The Princeton Encyclopedia of Poetry and Poetics, 4th edition

Roland Green and associates have done a tremendous job in revising Terry Brogan’s and Alex Preminger’s magisterial 3d edition of this classic work. It’s a vast compendium of poetic lore, terminology, technique, and history with an astutely chosen set of contributors. At 1664 pages, I am still cruising the book and wishing I had the  digital edition as well. This is a work to dip into at any page for a wealth of detailed and often absorbingly arcane information. PEPP is up to date, with entries for new poetic developments right up to the present (yes, Lavinia, Conceptual poetry, Kootenay school, and Flarf have entries, along with my own précis on “absorption,” and new entries on antropofagia, codework, cognitive poetics, Xul, Sanskrit poetry, and many more). The index alone is worth the price of admission. Here is “F” from the topical index (available on-line): 

fancy
fatras
feigning
figura
figuration
fili
flyting
folia
foot
formalism
formula
fourteener
fractal verse
fragment
Frankfurt school
frottola and barzelletta
furor poeticus

As a kid (and as the kid I still am) I read through dictionaries and encyclopedias, a to z; this book holds that same kind of transfixing fascination.It also shows how new encyclopaedias (I prefer that spelling) can remain relevant in the wake of Wiki. Each of the entries is signed and bears the stamp of its author.
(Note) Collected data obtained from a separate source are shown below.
use std::sync::LazyLock;

use regex::Regex;

use super::{first_match, Page, Strategy};
use crate::parser::normalize::collapse_whitespace;

static PARENTHETICAL_RE: LazyLock<Regex> = LazyLock::new(|| Regex::new(r"\([^)]*\)").unwrap());

const UNTITLED: &str = "Untitled";

const STRATEGIES: &[Strategy<String>] = &[from_headings, from_metadata, from_url];

pub(crate) fn resolve(page: &Page<'_>) -> String {
    first_match(page, STRATEGIES).unwrap_or_else(|| UNTITLED.to_string())
}

fn from_headings(page: &Page<'_>) -> Option<String> {
    let ex = page.ex;
    ex.title_selectors.iter().find_map(|sel| {
        let el = page.html.select(sel).next()?;
        accept(page, ex.normalizer.visible_text(el))
    })
}

fn from_metadata(page: &Page<'_>) -> Option<String> {
    let title = page.meta?.title.as_deref()?;
    accept(page, collapse_whitespace(title))
}

fn from_url(page: &Page<'_>) -> Option<String> {
    let title = title_from_url(page.url);
    (!title.is_empty()).then_some(title)
}

fn accept(page: &Page<'_>, title: String) -> Option<String> {
    if title.chars().count() <= 2 {
        return None;
    }
    let lower = title.to_lowercase();
    if page.ex.placeholder_titles.iter().any(|p| *p == lower) {
        return None;
    }
    Some(title)
}

/// Readable title from the last path segment of a wiki URL.
pub fn title_from_url(url: &str) -> String {
    let path = url.split(['?', '#']).next().unwrap_or_default();
    let segment = path.trim_end_matches('/').rsplit('/').next().unwrap_or_default();
    let spaced = segment.replace('_', " ");
    collapse_whitespace(&PARENTHETICAL_RE.replace_all(&spaced, ""))
}
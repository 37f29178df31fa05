use std::path::Path;

use anyhow::{anyhow, Context, Result};
use scraper::Selector;
use serde::Deserialize;

const BUILTIN_RULES_JSON: &str = include_str!("../../rules/extract.json");

/// Selectors, labels and word lists that drive extraction and cleanup.
///
/// Loaded once at startup. The built-in copy targets Fandom/MediaWiki markup;
/// pointing `rules_path` at another file retargets the extractor without a
/// rebuild.
#[derive(Debug, Clone, Deserialize)]
pub struct ExtractRules {
    pub site_name: String,
    pub title_selectors: Vec<String>,
    pub placeholder_titles: Vec<String>,
    pub content_root: String,
    pub infobox_row: String,
    pub infobox_label: String,
    pub infobox_value: String,
    pub author_labels: Vec<String>,
    pub date_labels: Vec<String>,
    pub date_fallback_selectors: Vec<String>,
    pub tag_selectors: Vec<String>,
    pub author_stoplist: Vec<String>,
    pub lead_paragraphs: usize,
    pub lead_min_chars: usize,
    pub tail_chars: usize,
    pub remove_selectors: Vec<String>,
    pub skip_classes: Vec<String>,
    pub min_fragment_chars: usize,
    pub boilerplate_phrases: Vec<String>,
}

impl ExtractRules {
    pub fn builtin() -> Result<Self> {
        serde_json::from_str(BUILTIN_RULES_JSON).context("Failed to parse built-in extract rules")
    }

    pub fn from_file(path: &Path) -> Result<Self> {
        let raw = std::fs::read_to_string(path)
            .with_context(|| format!("Failed to read extract rules {:?}", path))?;
        serde_json::from_str(&raw).with_context(|| format!("Invalid extract rules in {:?}", path))
    }

    pub fn load(path: Option<&Path>) -> Result<Self> {
        match path {
            Some(p) => Self::from_file(p),
            None => Self::builtin(),
        }
    }
}

pub(crate) fn selector(css: &str) -> Result<Selector> {
    Selector::parse(css).map_err(|e| anyhow!("invalid selector {:?}: {:?}", css, e))
}

pub(crate) fn selectors(list: &[String]) -> Result<Vec<Selector>> {
    list.iter().map(|css| selector(css)).collect()
}

pub(crate) fn lowercase_all(list: &[String]) -> Vec<String> {
    list.iter()
        .map(|s| s.trim().to_lowercase())
        .filter(|s| !s.is_empty())
        .collect()
}

#[cfg(test)]
mod tests {
    use super::*;

    #[test]
    fn builtin_rules_parse_and_compile() {
        let rules = ExtractRules::builtin().unwrap();
        assert_eq!(rules.title_selectors.len(), 5);
        assert!(selectors(&rules.title_selectors).is_ok());
        assert!(selectors(&rules.tag_selectors).is_ok());
        assert!(selectors(&rules.remove_selectors).is_ok());
        assert!(selector(&rules.content_root).is_ok());
    }

    #[test]
    fn bad_selector_is_reported() {
        let err = selector("h1[").unwrap_err();
        assert!(err.to_string().contains("h1["));
    }

    #[test]
    fn lowercase_all_drops_blanks() {
        let out = lowercase_all(&["  Author ".into(), "".into(), "WRITER".into()]);
        assert_eq!(out, vec!["author".to_string(), "writer".to_string()]);
    }

    #[test]
    fn missing_rules_file_is_an_error() {
        let err = ExtractRules::load(Some(Path::new("no/such/rules.json"))).unwrap_err();
        assert!(err.to_string().contains("rules.json"));
    }
}
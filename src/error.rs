use thiserror::Error;

#[derive(Debug, Error)]
pub enum StoreError {
    #[error("sqlite error: {0}")]
    Sqlite(#[from] rusqlite::Error),

    #[error("json column error: {0}")]
    Json(#[from] serde_json::Error),

    #[error("bad stored date or timestamp: {0:?}")]
    Timestamp(String),

    #[error("io error: {0}")]
    Io(#[from] std::io::Error),
}

pub type Result<T> = std::result::Result<T, StoreError>;
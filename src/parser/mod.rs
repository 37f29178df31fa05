pub mod extract;
pub mod normalize;
pub mod rules;

use chrono::NaiveDate;
use serde::{Deserialize, Serialize};

pub use extract::Extractor;

/// Author value used whenever no strategy produces a plausible name.
pub const UNKNOWN_AUTHOR: &str = "Unknown";

/// One crawled page, exactly as the crawler hands it over.
#[derive(Debug, Clone, Deserialize)]
pub struct RawDocument {
    pub url: String,
    pub html: String,
    #[serde(default)]
    pub metadata: Option<DocumentMeta>,
}

/// Optional hints the crawler may have collected alongside the page body.
#[derive(Debug, Clone, Default, Deserialize)]
pub struct DocumentMeta {
    #[serde(default)]
    pub title: Option<String>,
    #[serde(default)]
    pub author: Option<String>,
    #[serde(default)]
    pub published: Option<String>,
    #[serde(default)]
    pub tags: Vec<String>,
}

#[derive(Debug, Clone, PartialEq, Serialize)]
pub struct ExtractedRecord {
    pub url: String,
    pub title: String,
    pub author: String,
    pub publication_date: Option<NaiveDate>,
    pub tags: Vec<String>,
    pub body: String,
}

/// Two-step pipeline: raw HTML → structured fields → normalized body.
///
/// Returns `None` only for documents without a source URL, which cannot be
/// keyed in the store.
pub fn process_document(extractor: &Extractor, doc: &RawDocument) -> Option<ExtractedRecord> {
    if doc.url.trim().is_empty() {
        return None;
    }
    Some(extractor.extract(&doc.html, doc.url.trim(), doc.metadata.as_ref()))
}
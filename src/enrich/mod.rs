pub mod genre;
pub mod record;
pub mod style;
pub mod taxonomy;

pub use genre::{classify, Classification};
pub use record::{assemble, EnrichedRecord};
pub use style::{analyze, StyleMetrics};
pub use taxonomy::Taxonomy;
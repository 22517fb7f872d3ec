//! One calling convention over the legacy completion and the chat completion endpoints.
//!
//! [`Client`] looks at the configured [`Engine`] and routes a conversation to
//! the matching endpoint family, either as one blocking request
//! ([`Client::do_once`]) or as a token stream ([`Client::do_stream`]). Every
//! response shape implements [`CompletionResponse`], so callers never need to
//! know which family answered. [`CompletionResponse::can_continue`] tells
//! whether a reply was cut off by the token cap.

pub mod accumulator;
pub mod client;
pub mod config;
pub mod error;
pub mod http;
pub mod provider;
pub mod providers;
pub mod response;
pub mod sse_stream;
pub mod types;

// Re-export core types for easy usage
pub use accumulator::StreamAccumulator;
pub use client::Client;
pub use config::ClientConfig;
pub use error::Error;
pub use http::{ChunkHandler, HttpClient};
pub use provider::CompletionEndpoints;
pub use providers::*;
pub use response::*;
pub use sse_stream::SseFrame;
pub use types::*;
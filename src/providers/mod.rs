//! Endpoint implementations for hosted completion services.

pub mod openai;

// Re-export commonly used provider types
pub use openai::OpenAIEndpoints;
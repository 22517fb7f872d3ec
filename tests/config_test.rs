use platformed_completions::{Client, ClientConfig, Engine, Error};
use std::env;
use std::time::Duration;

const VARS: [&str; 6] = [
    "OPENAI_API_KEY",
    "OPENAI_BASE_URL",
    "OPENAI_ORGANIZATION",
    "OPENAI_ENGINE",
    "OPENAI_MAX_TOKENS",
    "OPENAI_TIMEOUT_SECS",
];

fn clear() {
    for var in VARS {
        env::remove_var(var);
    }
}

// Environment variables are process wide, so every case runs in one test.
#[test]
fn config_from_environment() {
    clear();
    match ClientConfig::from_env() {
        Err(Error::Config(message)) => assert!(message.contains("OPENAI_API_KEY")),
        other => panic!("Expected config error, got {other:?}"),
    }

    env::set_var("OPENAI_API_KEY", "sk-env");
    let config = ClientConfig::from_env().unwrap();
    assert_eq!(config, ClientConfig::new("sk-env"));

    env::set_var("OPENAI_BASE_URL", "http://localhost:8080/v1/");
    env::set_var("OPENAI_ORGANIZATION", "org-env");
    env::set_var("OPENAI_ENGINE", "gpt-4");
    env::set_var("OPENAI_MAX_TOKENS", "512");
    env::set_var("OPENAI_TIMEOUT_SECS", "5");
    let config = ClientConfig::from_env().unwrap();
    assert_eq!(config.base_url, "http://localhost:8080/v1/");
    assert_eq!(config.organization.as_deref(), Some("org-env"));
    assert_eq!(config.engine, Engine::GPT_4);
    assert_eq!(config.max_tokens, 512);
    assert_eq!(config.timeout, Duration::from_secs(5));

    let client = Client::from_env().unwrap();
    assert!(client.engine().is_chat());
    assert_eq!(client.max_tokens(), 512);

    env::set_var("OPENAI_MAX_TOKENS", "lots");
    assert!(matches!(ClientConfig::from_env(), Err(Error::Config(_))));

    env::set_var("OPENAI_MAX_TOKENS", "0");
    assert!(matches!(ClientConfig::from_env(), Err(Error::Config(_))));

    env::set_var("OPENAI_MAX_TOKENS", "512");
    env::set_var("OPENAI_TIMEOUT_SECS", "-1");
    assert!(matches!(ClientConfig::from_env(), Err(Error::Config(_))));

    clear();
}
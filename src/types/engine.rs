use serde::{Deserialize, Serialize};
use std::borrow::Cow;

/// Identifier of the model (engine) that serves a request.
///
/// The identifier also decides which endpoint family is used: chat-capable
/// engines go to `/chat/completions`, everything else to the legacy
/// `/engines/{engine}/completions` endpoint.
#[derive(Debug, Clone, PartialEq, Eq, Hash, Serialize, Deserialize)]
#[serde(transparent)]
pub struct Engine(Cow<'static, str>);

impl Engine {
    pub const ADA: Engine = Engine::from_static("ada");
    pub const BABBAGE: Engine = Engine::from_static("babbage");
    pub const CURIE: Engine = Engine::from_static("curie");
    pub const DAVINCI: Engine = Engine::from_static("davinci");
    pub const TEXT_ADA_001: Engine = Engine::from_static("text-ada-001");
    pub const TEXT_BABBAGE_001: Engine = Engine::from_static("text-babbage-001");
    pub const TEXT_CURIE_001: Engine = Engine::from_static("text-curie-001");
    pub const TEXT_DAVINCI_002: Engine = Engine::from_static("text-davinci-002");
    pub const TEXT_DAVINCI_003: Engine = Engine::from_static("text-davinci-003");
    pub const CODE_DAVINCI_002: Engine = Engine::from_static("code-davinci-002");
    pub const GPT_35_TURBO: Engine = Engine::from_static("gpt-3.5-turbo");
    pub const GPT_35_TURBO_0301: Engine = Engine::from_static("gpt-3.5-turbo-0301");
    pub const GPT_4: Engine = Engine::from_static("gpt-4");
    pub const GPT_4_0314: Engine = Engine::from_static("gpt-4-0314");
    pub const GPT_4_32K: Engine = Engine::from_static("gpt-4-32k");
    pub const GPT_4_32K_0314: Engine = Engine::from_static("gpt-4-32k-0314");

    const CHAT_FAMILY: [&'static str; 6] = [
        "gpt-3.5-turbo",
        "gpt-3.5-turbo-0301",
        "gpt-4",
        "gpt-4-0314",
        "gpt-4-32k",
        "gpt-4-32k-0314",
    ];

    /// Create an engine from any identifier.
    pub fn new(name: impl Into<String>) -> Self {
        Engine(Cow::Owned(name.into()))
    }

    const fn from_static(name: &'static str) -> Self {
        Engine(Cow::Borrowed(name))
    }

    pub fn as_str(&self) -> &str {
        &self.0
    }

    /// Whether this engine accepts multi-turn chat payloads.
    pub fn is_chat(&self) -> bool {
        Self::CHAT_FAMILY.iter().any(|name| *name == self.as_str())
    }
}

impl Default for Engine {
    fn default() -> Self {
        Engine::DAVINCI
    }
}

impl std::fmt::Display for Engine {
    fn fmt(&self, f: &mut std::fmt::Formatter<'_>) -> std::fmt::Result {
        f.write_str(&self.0)
    }
}

impl From<&str> for Engine {
    fn from(name: &str) -> Self {
        Engine::new(name)
    }
}

impl From<String> for Engine {
    fn from(name: String) -> Self {
        Engine::new(name)
    }
}

#[cfg(test)]
mod tests {
    use super::*;

    #[test]
    fn test_chat_family() {
        assert!(Engine::GPT_35_TURBO.is_chat());
        assert!(Engine::GPT_35_TURBO_0301.is_chat());
        assert!(Engine::GPT_4.is_chat());
        assert!(Engine::new("gpt-4-32k").is_chat());

        assert!(!Engine::DAVINCI.is_chat());
        assert!(!Engine::TEXT_DAVINCI_003.is_chat());
        assert!(!Engine::new("my-finetune").is_chat());
    }

    #[test]
    fn test_engine_serializes_as_plain_string() {
        let value = serde_json::to_value(Engine::GPT_35_TURBO).unwrap();
        assert_eq!(value, serde_json::json!("gpt-3.5-turbo"));

        let parsed: Engine = serde_json::from_str("\"text-curie-001\"").unwrap();
        assert_eq!(parsed, Engine::TEXT_CURIE_001);
    }

    #[test]
    fn test_default_engine() {
        assert_eq!(Engine::default().as_str(), "davinci");
    }
}
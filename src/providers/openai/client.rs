use crate::config::ClientConfig;
use crate::http::{ChunkHandler, HttpClient};
use crate::provider::CompletionEndpoints;
use crate::{
    ChatCompletionRequest, ChatCompletionResponse, CompletionRequest, Engine, Error,
    TextCompletionResponse,
};
use reqwest::Method;
use tokio_util::sync::CancellationToken;
use tracing::debug;

const CHAT_COMPLETIONS_PATH: &str = "/chat/completions";

/// The OpenAI implementation of both endpoint families.
#[derive(Debug, Clone)]
pub struct OpenAIEndpoints {
    http: HttpClient,
}

impl OpenAIEndpoints {
    /// Create endpoints for the OpenAI API with the given key.
    pub fn new(api_key: impl Into<String>) -> Result<Self, Error> {
        Self::from_config(&ClientConfig::new(api_key))
    }

    /// Create endpoints for an OpenAI-compatible API at `base_url`.
    pub fn new_with_base_url(
        api_key: impl Into<String>,
        base_url: impl Into<String>,
    ) -> Result<Self, Error> {
        Self::from_config(&ClientConfig::new(api_key).with_base_url(base_url))
    }

    pub fn from_config(config: &ClientConfig) -> Result<Self, Error> {
        Ok(Self {
            http: HttpClient::new(config)?,
        })
    }

    /// The underlying transport.
    pub fn http(&self) -> &HttpClient {
        &self.http
    }

    fn completions_path(engine: &Engine) -> String {
        format!("/engines/{engine}/completions")
    }
}

#[async_trait::async_trait]
impl CompletionEndpoints for OpenAIEndpoints {
    #[tracing::instrument(skip_all, fields(model = %request.model), err)]
    async fn chat_completion(
        &self,
        mut request: ChatCompletionRequest,
    ) -> Result<ChatCompletionResponse, Error> {
        request.stream = false;
        let req = self
            .http
            .new_request(Method::POST, CHAT_COMPLETIONS_PATH, &request)?;
        let response = self.http.perform_request(req).await?;
        HttpClient::decode_body(response).await
    }

    #[tracing::instrument(skip_all, fields(model = %request.model))]
    async fn chat_completion_stream(
        &self,
        mut request: ChatCompletionRequest,
        cancel: &CancellationToken,
        on_chunk: &mut ChunkHandler<'_>,
    ) -> Result<(), Error> {
        request.stream = true;
        let req = self
            .http
            .new_request(Method::POST, CHAT_COMPLETIONS_PATH, &request)?;
        debug!(messages = request.messages.len(), "opening chat stream");
        self.http
            .send_and_on_data(req, &mut ChatCompletionResponse::default(), cancel, on_chunk)
            .await
    }

    #[tracing::instrument(skip_all, fields(engine = %engine), err)]
    async fn completion(
        &self,
        engine: &Engine,
        mut request: CompletionRequest,
    ) -> Result<TextCompletionResponse, Error> {
        request.stream = false;
        let req = self
            .http
            .new_request(Method::POST, &Self::completions_path(engine), &request)?;
        let response = self.http.perform_request(req).await?;
        HttpClient::decode_body(response).await
    }

    #[tracing::instrument(skip_all, fields(engine = %engine))]
    async fn completion_stream(
        &self,
        engine: &Engine,
        mut request: CompletionRequest,
        cancel: &CancellationToken,
        on_chunk: &mut ChunkHandler<'_>,
    ) -> Result<(), Error> {
        request.stream = true;
        let req = self
            .http
            .new_request(Method::POST, &Self::completions_path(engine), &request)?;
        debug!(fragments = request.prompt.len(), "opening completion stream");
        self.http
            .send_and_on_data(req, &mut TextCompletionResponse::default(), cancel, on_chunk)
            .await
    }
}
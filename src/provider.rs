use crate::http::ChunkHandler;
use crate::{
    ChatCompletionRequest, ChatCompletionResponse, CompletionRequest, Engine, Error,
    TextCompletionResponse,
};
use tokio_util::sync::CancellationToken;

/// Blocking and streaming calls against both endpoint families.
///
/// Implementations own the `stream` flag of every request: blocking calls send
/// it as false, streaming calls as true, whatever the caller passed in.
/// Streaming calls invoke `on_chunk` once per frame, in arrival order, on the
/// calling task, and return `Ok(())` only on a clean end of stream.
#[async_trait::async_trait]
pub trait CompletionEndpoints: Send + Sync {
    /// One blocking `chat/completions` call.
    async fn chat_completion(
        &self,
        request: ChatCompletionRequest,
    ) -> Result<ChatCompletionResponse, Error>;

    /// One streaming `chat/completions` call.
    async fn chat_completion_stream(
        &self,
        request: ChatCompletionRequest,
        cancel: &CancellationToken,
        on_chunk: &mut ChunkHandler<'_>,
    ) -> Result<(), Error>;

    /// One blocking legacy completion call against `engine`.
    async fn completion(
        &self,
        engine: &Engine,
        request: CompletionRequest,
    ) -> Result<TextCompletionResponse, Error>;

    /// One streaming legacy completion call against `engine`.
    async fn completion_stream(
        &self,
        engine: &Engine,
        request: CompletionRequest,
        cancel: &CancellationToken,
        on_chunk: &mut ChunkHandler<'_>,
    ) -> Result<(), Error>;
}
//! Request payloads for the two endpoint families.
//!
//! Field names are the wire contract. The `stream` flag is private to the
//! crate: the endpoint invoker sets it according to the method being called.

use super::engine::Engine;
use super::message::Message;
use serde::Serialize;
use std::collections::HashMap;

fn is_false(value: &bool) -> bool {
    !*value
}

/// A request for the `chat/completions` endpoint.
#[derive(Debug, Clone, PartialEq, Serialize)]
pub struct ChatCompletionRequest {
    pub model: Engine,
    pub messages: Vec<Message>,
    /// Upper bound on generated tokens. The backend picks a limit when unset.
    #[serde(skip_serializing_if = "Option::is_none")]
    pub max_tokens: Option<u32>,
    #[serde(skip_serializing_if = "Option::is_none")]
    pub temperature: Option<f32>,
    /// Nucleus sampling probability, an alternative to `temperature`.
    #[serde(skip_serializing_if = "Option::is_none")]
    pub top_p: Option<f32>,
    /// Number of choices to generate. Sent as `null` when unset.
    pub n: Option<u32>,
    #[serde(skip_serializing_if = "Option::is_none")]
    pub stop: Option<Vec<String>>,
    pub presence_penalty: f32,
    pub frequency_penalty: f32,
    /// Token id to bias, from -100 (ban) to 100 (force).
    #[serde(skip_serializing_if = "Option::is_none")]
    pub logit_bias: Option<HashMap<String, i32>>,
    #[serde(skip_serializing_if = "is_false")]
    pub(crate) stream: bool,
}

impl ChatCompletionRequest {
    /// Create a request for `model` with the given conversation.
    pub fn new(model: impl Into<Engine>, messages: Vec<Message>) -> Self {
        Self {
            model: model.into(),
            messages,
            max_tokens: None,
            temperature: None,
            top_p: None,
            n: None,
            stop: None,
            presence_penalty: 0.0,
            frequency_penalty: 0.0,
            logit_bias: None,
            stream: false,
        }
    }

    pub fn max_tokens(mut self, max_tokens: u32) -> Self {
        self.max_tokens = Some(max_tokens);
        self
    }

    pub fn temperature(mut self, temperature: f32) -> Self {
        self.temperature = Some(temperature);
        self
    }

    pub fn top_p(mut self, top_p: f32) -> Self {
        self.top_p = Some(top_p);
        self
    }

    pub fn n(mut self, n: u32) -> Self {
        self.n = Some(n);
        self
    }

    pub fn stop(mut self, stop: Vec<String>) -> Self {
        self.stop = Some(stop);
        self
    }

    pub fn presence_penalty(mut self, penalty: f32) -> Self {
        self.presence_penalty = penalty;
        self
    }

    pub fn frequency_penalty(mut self, penalty: f32) -> Self {
        self.frequency_penalty = penalty;
        self
    }

    pub fn logit_bias(mut self, bias: HashMap<String, i32>) -> Self {
        self.logit_bias = Some(bias);
        self
    }

    /// Whether the request will be sent in streaming mode.
    pub fn is_stream(&self) -> bool {
        self.stream
    }
}

/// A request for the legacy single-prompt completion endpoint.
///
/// The engine is not part of the body; it selects the endpoint URL.
#[derive(Debug, Clone, PartialEq, Serialize)]
pub struct CompletionRequest {
    /// Prompt fragments, sent in order.
    pub prompt: Vec<String>,
    #[serde(skip_serializing_if = "Option::is_none")]
    pub max_tokens: Option<u32>,
    #[serde(skip_serializing_if = "Option::is_none")]
    pub temperature: Option<f32>,
    #[serde(skip_serializing_if = "Option::is_none")]
    pub top_p: Option<f32>,
    #[serde(skip_serializing_if = "Option::is_none")]
    pub n: Option<u32>,
    #[serde(skip_serializing_if = "Option::is_none")]
    pub stop: Option<Vec<String>>,
    pub presence_penalty: f32,
    pub frequency_penalty: f32,
    #[serde(skip_serializing_if = "Option::is_none")]
    pub logit_bias: Option<HashMap<String, i32>>,
    /// Echo the prompt back in addition to the completion.
    #[serde(skip_serializing_if = "is_false")]
    pub echo: bool,
    /// Generate this many candidates server-side and return the best `n`.
    #[serde(skip_serializing_if = "Option::is_none")]
    pub best_of: Option<u32>,
    #[serde(skip_serializing_if = "is_false")]
    pub(crate) stream: bool,
}

impl CompletionRequest {
    /// Create a request from prompt fragments.
    pub fn new<I, S>(prompt: I) -> Self
    where
        I: IntoIterator<Item = S>,
        S: Into<String>,
    {
        Self {
            prompt: prompt.into_iter().map(Into::into).collect(),
            max_tokens: None,
            temperature: None,
            top_p: None,
            n: None,
            stop: None,
            presence_penalty: 0.0,
            frequency_penalty: 0.0,
            logit_bias: None,
            echo: false,
            best_of: None,
            stream: false,
        }
    }

    pub fn max_tokens(mut self, max_tokens: u32) -> Self {
        self.max_tokens = Some(max_tokens);
        self
    }

    pub fn temperature(mut self, temperature: f32) -> Self {
        self.temperature = Some(temperature);
        self
    }

    pub fn top_p(mut self, top_p: f32) -> Self {
        self.top_p = Some(top_p);
        self
    }

    pub fn n(mut self, n: u32) -> Self {
        self.n = Some(n);
        self
    }

    pub fn stop(mut self, stop: Vec<String>) -> Self {
        self.stop = Some(stop);
        self
    }

    pub fn presence_penalty(mut self, penalty: f32) -> Self {
        self.presence_penalty = penalty;
        self
    }

    pub fn frequency_penalty(mut self, penalty: f32) -> Self {
        self.frequency_penalty = penalty;
        self
    }

    pub fn logit_bias(mut self, bias: HashMap<String, i32>) -> Self {
        self.logit_bias = Some(bias);
        self
    }

    pub fn echo(mut self, echo: bool) -> Self {
        self.echo = echo;
        self
    }

    pub fn best_of(mut self, best_of: u32) -> Self {
        self.best_of = Some(best_of);
        self
    }

    /// Whether the request will be sent in streaming mode.
    pub fn is_stream(&self) -> bool {
        self.stream
    }
}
While scholarly and descriptive in tone, the book has a thousand different points of view of what poetry is and how it works, hundreds of contradictory, or at least competing, programs.  As with the best compendia of odd facts and magical formulae, the wild swerve from one entry to the next offers delight upon delight.

 


 

I wrote this for Lemon Hound's December feature of recommended books.